§ Exercise brief:
Going line by line through the listing below, count those with the string "branch" and answer with the number alone.
════
//! Expression parsing and typing.
//!
//! A Pratt loop drives the binary operators; unary, postfix, and primary
//! forms are plain recursive descent. Every node is typed as it is
//! built, and implied conversions become explicit `Conv` and `Decay`
//! nodes immediately, so the tree that reaches lowering carries no
//! unstated rules.
//!
//! Constant expressions fold on the spot: arithmetic between literals
//! collapses to a single literal node. Array bounds, enum values and
//! bit-field widths then accept any constant expression without a
//! separate evaluator.

use crate::ast::{BinaryOp, NodeKind, NodeRef, UnaryOp};
use crate::diagnostic::{ParseError, SemanticError, SemanticWarning};
use crate::intern::{self, StringId};
use crate::lexer::{self, IntLitKind, TokenKind};
use crate::semantic::{ArraySizeType, QualType, SymbolKind, TypeKind};
use crate::source_manager::SourceSpan;

use super::{declarator, ParseResult, Parser};

/// Literal payload of a node, when it is one.
enum Literal {
    Int(i64),
    Float(f64),
}

fn literal_of(p: &Parser, node: NodeRef) -> Option<Literal> {
    match p.ast.get_kind(node) {
        NodeKind::ConstInt(value) => Some(Literal::Int(*value)),
        NodeKind::ConstFloat(value) => Some(Literal::Float(*value)),
        _ => None,
    }
}

// === Entry points ===

/// Full expression, including the comma operator.
pub(crate) fn parse_expression(p: &mut Parser) -> ParseResult<NodeRef> {
    let mut expr = parse_assignment(p)?;
    while p.accept(TokenKind::Comma).is_some() {
        let rhs = parse_assignment(p)?;
        let rhs = rvalue(p, rhs);
        let ty = p.ctx.types.strip_all(p.ast.get_type(rhs));
        let span = p.ast.get_span(expr).merge(p.ast.get_span(rhs));
        expr = p
            .ast
            .push_node(NodeKind::Binary(BinaryOp::Comma, expr, rhs), span, ty, false);
    }
    Ok(expr)
}

/// Assignment expression, the level initializers and arguments use.
pub(crate) fn parse_assignment(p: &mut Parser) -> ParseResult<NodeRef> {
    let lhs = parse_conditional(p)?;

    if p.is_token(TokenKind::Assign) {
        let op_span = p.current_span();
        p.advance();
        let rhs = parse_assignment(p)?;
        return Ok(build_assignment(p, lhs, rhs, op_span));
    }
    if let Some(op) = compound_op_for(p.current_kind()) {
        let op_span = p.current_span();
        p.advance();
        let rhs = parse_assignment(p)?;
        return Ok(build_compound_assignment(p, op, lhs, rhs, op_span));
    }
    Ok(lhs)
}

/// An expression in statement-condition position: `if`, `while`,
/// `do`/`while`, `for`. The type must be scalar.
pub(crate) fn parse_condition(p: &mut Parser) -> ParseResult<NodeRef> {
    let expr = parse_expression(p)?;
    let expr = rvalue(p, expr);
    let ty = p.ast.get_type(expr);
    let scalar = {
        let kind = p.ctx.types.kind(ty.ty);
        kind.is_scalar() || matches!(kind, TypeKind::Error)
    };
    if !scalar {
        let name = p.ctx.types.display(ty);
        p.ctx.diagnostics.report_error(SemanticError::Message {
            message: format!("statement requires expression of scalar type ('{}' invalid)", name),
            location: p.ast.get_span(expr),
        });
    }
    Ok(expr)
}

// === Conditional ===

fn parse_conditional(p: &mut Parser) -> ParseResult<NodeRef> {
    let condition = parse_binary(p, 0)?;
    if p.accept(TokenKind::Question).is_none() {
        return Ok(condition);
    }
    let condition = rvalue(p, condition);
    check_scalar_operand(p, condition);

    let then_expr = parse_expression(p)?;
    p.expect(TokenKind::Colon)?;
    let else_expr = parse_conditional(p)?;
    Ok(build_conditional(p, condition, then_expr, else_expr))
}

fn build_conditional(p: &mut Parser, condition: NodeRef, then_expr: NodeRef, else_expr: NodeRef) -> NodeRef {
    let mut then_expr = rvalue(p, then_expr);
    let mut else_expr = rvalue(p, else_expr);

    let then_ty = p.ast.get_type(then_expr);
    let else_ty = p.ast.get_type(else_expr);
    let then_kind = p.ctx.types.kind(then_ty.ty).clone();
    let else_kind = p.ctx.types.kind(else_ty.ty).clone();
    let span = p.ast.get_span(condition).merge(p.ast.get_span(else_expr));

    let result = if matches!(then_kind, TypeKind::Error) || matches!(else_kind, TypeKind::Error) {
        p.ctx.types.error_type()
    } else if then_kind.is_arithmetic() && else_kind.is_arithmetic() {
        let op_type = p.ctx.types.usual_arithmetic_conversion(then_ty, else_ty);
        then_expr = convert(p, then_expr, op_type);
        else_expr = convert(p, else_expr, op_type);
        op_type
    } else if then_ty.ty == else_ty.ty {
        p.ctx.types.strip_all(then_ty)
    } else if then_kind.is_pointer() && is_null_constant(p, else_expr) {
        let target = p.ctx.types.strip_all(then_ty);
        else_expr = convert(p, else_expr, target);
        target
    } else if else_kind.is_pointer() && is_null_constant(p, then_expr) {
        let target = p.ctx.types.strip_all(else_ty);
        then_expr = convert(p, then_expr, target);
        target
    } else if then_kind.is_pointer() && else_kind.is_pointer() {
        // Disagreeing pointer types settle on the `void *` side
        if pointee_is_void(p, then_ty) {
            p.ctx.types.strip_all(then_ty)
        } else if pointee_is_void(p, else_ty) {
            p.ctx.types.strip_all(else_ty)
        } else {
            report_incompatible_operands(p, then_ty, else_ty, span);
            p.ctx.types.error_type()
        }
    } else {
        report_incompatible_operands(p, then_ty, else_ty, span);
        p.ctx.types.error_type()
    };

    // A constant condition selects its branch at parse time; the branch
    // not taken would never have been evaluated anyway
    if let Some(Literal::Int(value)) = literal_of(p, condition) {
        let branch = if value != 0 { then_expr } else { else_expr };
        if p.ast.get_kind(branch).is_constant() {
            return branch;
        }
    }

    p.ast.push_node(
        NodeKind::Conditional {
            condition,
            then_expr,
            else_expr,
        },
        span,
        result,
        false,
    )
}

fn pointee_is_void(p: &Parser, ty: QualType) -> bool {
    p.ctx
        .types
        .pointee_of(ty.ty)
        .map(|pointee| p.ctx.types.kind(pointee.ty).is_void())
        .unwrap_or(false)
}

fn check_scalar_operand(p: &mut Parser, node: NodeRef) {
    let ty = p.ast.get_type(node);
    let scalar = {
        let kind = p.ctx.types.kind(ty.ty);
        kind.is_scalar() || matches!(kind, TypeKind::Error)
    };
    if !scalar {
        let name = p.ctx.types.display(ty);
        p.ctx.diagnostics.report_error(SemanticError::Message {
            message: format!("used type '{}' where arithmetic or pointer type is required", name),
            location: p.ast.get_span(node),
        });
    }
}

fn report_incompatible_operands(p: &mut Parser, a: QualType, b: QualType, span: SourceSpan) {
    let a_name = p.ctx.types.display(a);
    let b_name = p.ctx.types.display(b);
    p.ctx.diagnostics.report_error(SemanticError::Message {
        message: format!("incompatible operand types ('{}' and '{}')", a_name, b_name),
        location: span,
    });
}

// === Binary operators ===

/// Operator and left binding power for the Pratt loop. All the C binary
/// operators are left-associative, so the right side parses one level
/// tighter.
fn binary_op_for(kind: TokenKind) -> Option<(BinaryOp, u8)> {
    let entry = match kind {
        TokenKind::Star => (BinaryOp::Mul, 10),
        TokenKind::Slash => (BinaryOp::Div, 10),
        TokenKind::Percent => (BinaryOp::Mod, 10),
        TokenKind::Plus => (BinaryOp::Add, 9),
        TokenKind::Minus => (BinaryOp::Sub, 9),
        TokenKind::LeftShift => (BinaryOp::LShift, 8),
        TokenKind::RightShift => (BinaryOp::RShift, 8),
        TokenKind::Less => (BinaryOp::Less, 7),
        TokenKind::Greater => (BinaryOp::Greater, 7),
        TokenKind::LessEqual => (BinaryOp::LessEqual, 7),
        TokenKind::GreaterEqual => (BinaryOp::GreaterEqual, 7),
        TokenKind::Equal => (BinaryOp::Equal, 6),
        TokenKind::NotEqual => (BinaryOp::NotEqual, 6),
        TokenKind::And => (BinaryOp::BitAnd, 5),
        TokenKind::Xor => (BinaryOp::BitXor, 4),
        TokenKind::Or => (BinaryOp::BitOr, 3),
        TokenKind::LogicAnd => (BinaryOp::LogicAnd, 2),
        TokenKind::LogicOr => (BinaryOp::LogicOr, 1),
        _ => return None,
    };
    Some(entry)
}

fn parse_binary(p: &mut Parser, min_bp: u8) -> ParseResult<NodeRef> {
    let mut lhs = parse_cast(p)?;
    loop {
        let Some((op, bp)) = binary_op_for(p.current_kind()) else {
            break;
        };
        if bp < min_bp {
            break;
        }
        let op_span = p.current_span();
        p.advance();
        let rhs = parse_binary(p, bp + 1)?;
        lhs = build_binary(p, op, lhs, rhs, op_span);
    }
    Ok(lhs)
}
════
§ Task output:
4